According to the latest report, last month, security researcher Denis Tokarev shared his experience of reporting three zero-day iOS vulnerabilities to Apple and criticized how Apple responded Slow, slow to act, and failed to patch one of the three reported vulnerabilities in a timely manner.
It now appears that Apple has fixed a zero-day vulnerability. This vulnerability is a vulnerability in the iOS 15 system discovered by Denis Tokarev earlier this year, but Apple did not sign him and expressed its gratitude.
In September of this year, Tokarev said that after reporting some vulnerabilities to Apple and waiting for as long as six months, he decided to make this information public.

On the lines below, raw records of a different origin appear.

//! Configuration loading and management.
//!
//! Configuration is loaded with the following precedence:
//! 1. Environment variables (`MEMCHAT_*`, plus `SESSION_STORAGE_PATH`)
//! 2. Config file (`MEMCHAT_CONFIG`, or `memchat/config.toml` in the user's
//!    config directory)
//! 3. Defaults

use crate::core::DEFAULT_KEEP_COUNT;
use crate::error::{Error, Result};
use crate::responder::{CommandResponder, Responder};
use crate::summarizer::{CommandSummarizer, DEFAULT_MAX_WORDS, Summarizer, TranscriptSummarizer};
use serde::Deserialize;
use std::env;
use std::fs;
use std::path::PathBuf;

/// Storage directory used when nothing else is configured.
const DEFAULT_STORAGE_PATH: &str = "./sessions";

/// Main configuration struct.
#[derive(Debug, Clone, Deserialize, Default)]
#[serde(default)]
pub struct Config {
    /// Storage configuration.
    pub storage: StorageConfig,

    /// Cleanup configuration.
    pub cleanup: CleanupConfig,

    /// Summarizer configuration.
    pub summarizer: SummarizerConfig,

    /// Responder configuration for `chat`.
    pub responder: ResponderConfig,
}

/// Storage configuration.
#[derive(Debug, Clone, Deserialize)]
#[serde(default)]
pub struct StorageConfig {
    /// Directory holding `sessions.json` and `summaries.json`.
    pub path: PathBuf,
}

impl Default for StorageConfig {
    fn default() -> Self {
        Self {
            path: PathBuf::from(DEFAULT_STORAGE_PATH),
        }
    }
}

/// Cleanup configuration.
#[derive(Debug, Clone, Deserialize)]
#[serde(default)]
pub struct CleanupConfig {
    /// Number of most recent sessions kept by `clean`.
    pub keep_count: usize,
}

impl Default for CleanupConfig {
    fn default() -> Self {
        Self {
            keep_count: DEFAULT_KEEP_COUNT,
        }
    }
}

/// Summarizer configuration.
#[derive(Debug, Clone, Deserialize)]
#[serde(default)]
pub struct SummarizerConfig {
    /// External program that reads a prompt on stdin and prints a summary.
    /// Empty to use the built-in summarizer.
    pub command: String,

    /// Arguments passed to `command`.
    pub args: Vec<String>,

    /// Word limit requested from the summarizer.
    pub max_words: usize,
}

impl Default for SummarizerConfig {
    fn default() -> Self {
        Self {
            command: String::new(),
            args: Vec::new(),
            max_words: DEFAULT_MAX_WORDS,
        }
    }
}

impl SummarizerConfig {
    /// Build the configured summarizer.
    #[must_use]
    pub fn build(&self) -> Box<dyn Summarizer> {
        if self.command.trim().is_empty() {
            Box::new(TranscriptSummarizer::new(self.max_words))
        } else {
            Box::new(CommandSummarizer::new(
                self.command.trim(),
                self.args.clone(),
                self.max_words,
            ))
        }
    }
}

/// Responder configuration.
#[derive(Debug, Clone, Default, Deserialize)]
#[serde(default)]
pub struct ResponderConfig {
    /// External program that reads a JSON message list on stdin and prints
    /// the assistant's reply.
    pub command: String,

    /// Arguments passed to `command`.
    pub args: Vec<String>,
}

impl ResponderConfig {
    /// Build the configured responder.
    ///
    /// # Errors
    ///
    /// Returns an error if no responder command is configured.
    pub fn build(&self) -> Result<Box<dyn Responder>> {
        let command = self.command.trim();
        if command.is_empty() {
            return Err(Error::Config(
                "no responder configured; set [responder] command or MEMCHAT_RESPONDER".to_string(),
            ));
        }
        Ok(Box::new(CommandResponder::new(command, self.args.clone())))
    }
}

/// Load configuration with precedence: env vars → file → defaults.
///
/// # Errors
///
/// Returns an error if the config file exists but cannot be parsed.
pub fn load_config() -> Result<Config> {
    let mut config = Config::default();

    // Try to load config file
    if let Some(config_path) = get_config_path() {
        if config_path.exists() {
            let contents = fs::read_to_string(&config_path).map_err(Error::Storage)?;
            config = toml::from_str(&contents).map_err(|e| Error::Config(e.to_string()))?;
        }
    }

    // Override with environment variables
    apply_env_overrides(&mut config);

    Ok(config)
}

/// Get the path to the config file.
fn get_config_path() -> Option<PathBuf> {
    if let Ok(path) = env::var("MEMCHAT_CONFIG") {
        return Some(PathBuf::from(path));
    }

    dirs::config_dir().map(|dir| dir.join("memchat").join("config.toml"))
}

/// Apply environment variable overrides to config.
fn apply_env_overrides(config: &mut Config) {
    // Storage path
    if let Ok(path) = env::var("MEMCHAT_STORAGE_PATH") {
        config.storage.path = PathBuf::from(path);
    } else if let Ok(path) = env::var("SESSION_STORAGE_PATH") {
        config.storage.path = PathBuf::from(path);
    }

    // Cleanup
    if let Ok(val) = env::var("MEMCHAT_KEEP_COUNT") {
        if let Ok(count) = val.parse() {
            config.cleanup.keep_count = count;
        }
    }

    // Summarizer
    if let Ok(command) = env::var("MEMCHAT_SUMMARIZER") {
        config.summarizer.command = command;
    }

    // Responder
    if let Ok(command) = env::var("MEMCHAT_RESPONDER") {
        config.responder.command = command;
    }
}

Seems that they don’t have a separate protocol on handling reports which were already disclosed. And if this message contains a legit excuse, they could save a tiny bit of reputation by making it public. But it’s up to them, I won’t disclose full message until I get credit. 2/3 pic.twitter.com/iG6waUELtk
— Denis Tokarev (@illusionofcha0s) October 13, 2021
Ten days ago, I asked for an explanation and was warned at the time that if I did not get an explanation, I would study it publicly. My request was ignored, so I am doing what I said. My actions are in compliance with responsible disclosure. Guidelines (Google Project Zero disclosed the vulnerabilities within 90 days after reporting to the vendor ZDI). I waited longer, in one case as long as six months.
At the end of September, Tokarev shared that he had received a response from Apple saying that they were still dealing with these problems and apologized for the delay.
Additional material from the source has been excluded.